### EXERCISE INSTRUCTIONS
Please state how many lines in the records that follow include "CondaResolver", with no other output.

### SUPPLIED MATERIAL
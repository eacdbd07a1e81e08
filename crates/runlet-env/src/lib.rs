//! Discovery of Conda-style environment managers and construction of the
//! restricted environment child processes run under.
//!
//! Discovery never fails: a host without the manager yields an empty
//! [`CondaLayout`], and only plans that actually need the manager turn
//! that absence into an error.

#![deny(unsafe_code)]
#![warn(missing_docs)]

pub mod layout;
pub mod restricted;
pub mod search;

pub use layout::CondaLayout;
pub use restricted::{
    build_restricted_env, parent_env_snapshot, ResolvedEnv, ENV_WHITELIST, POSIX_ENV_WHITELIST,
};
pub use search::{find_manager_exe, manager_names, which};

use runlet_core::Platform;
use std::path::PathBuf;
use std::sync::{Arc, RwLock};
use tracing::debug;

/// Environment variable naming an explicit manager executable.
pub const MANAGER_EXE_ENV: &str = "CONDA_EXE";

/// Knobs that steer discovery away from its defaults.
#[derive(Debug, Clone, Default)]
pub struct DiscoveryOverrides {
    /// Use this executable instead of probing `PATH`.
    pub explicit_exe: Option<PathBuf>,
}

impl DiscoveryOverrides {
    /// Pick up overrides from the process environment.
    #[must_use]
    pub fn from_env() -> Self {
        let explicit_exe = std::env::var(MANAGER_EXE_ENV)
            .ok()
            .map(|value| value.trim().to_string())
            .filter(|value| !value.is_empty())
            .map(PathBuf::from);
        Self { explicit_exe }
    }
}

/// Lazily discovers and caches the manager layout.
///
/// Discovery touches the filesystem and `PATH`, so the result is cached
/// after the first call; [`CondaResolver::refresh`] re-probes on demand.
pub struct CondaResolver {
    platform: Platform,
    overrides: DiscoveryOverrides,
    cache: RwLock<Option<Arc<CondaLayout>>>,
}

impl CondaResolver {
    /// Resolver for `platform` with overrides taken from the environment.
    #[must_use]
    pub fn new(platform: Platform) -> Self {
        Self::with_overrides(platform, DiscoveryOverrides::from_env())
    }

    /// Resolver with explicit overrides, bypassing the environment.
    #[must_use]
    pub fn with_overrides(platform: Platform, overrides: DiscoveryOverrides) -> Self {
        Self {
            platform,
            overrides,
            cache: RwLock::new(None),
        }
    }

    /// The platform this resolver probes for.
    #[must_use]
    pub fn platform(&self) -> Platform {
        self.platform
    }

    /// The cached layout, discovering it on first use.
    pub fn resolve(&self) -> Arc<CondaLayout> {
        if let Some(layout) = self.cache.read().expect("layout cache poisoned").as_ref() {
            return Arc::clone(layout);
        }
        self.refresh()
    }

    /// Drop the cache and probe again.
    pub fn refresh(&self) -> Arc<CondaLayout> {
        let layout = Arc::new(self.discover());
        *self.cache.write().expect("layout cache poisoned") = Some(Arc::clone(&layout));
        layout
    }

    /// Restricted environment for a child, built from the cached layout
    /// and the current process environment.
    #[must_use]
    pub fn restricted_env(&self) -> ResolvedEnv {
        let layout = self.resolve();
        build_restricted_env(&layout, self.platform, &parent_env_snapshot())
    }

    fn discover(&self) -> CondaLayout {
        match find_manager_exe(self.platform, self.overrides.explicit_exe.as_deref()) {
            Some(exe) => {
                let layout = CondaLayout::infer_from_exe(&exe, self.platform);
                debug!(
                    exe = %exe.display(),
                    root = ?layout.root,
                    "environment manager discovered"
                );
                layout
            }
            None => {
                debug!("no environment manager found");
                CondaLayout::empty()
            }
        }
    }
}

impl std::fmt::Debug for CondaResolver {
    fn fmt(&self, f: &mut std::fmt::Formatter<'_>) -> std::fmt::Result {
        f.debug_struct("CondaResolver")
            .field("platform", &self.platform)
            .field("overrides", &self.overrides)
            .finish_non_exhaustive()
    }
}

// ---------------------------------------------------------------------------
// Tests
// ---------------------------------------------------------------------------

### PROBLEM SOLUTION
5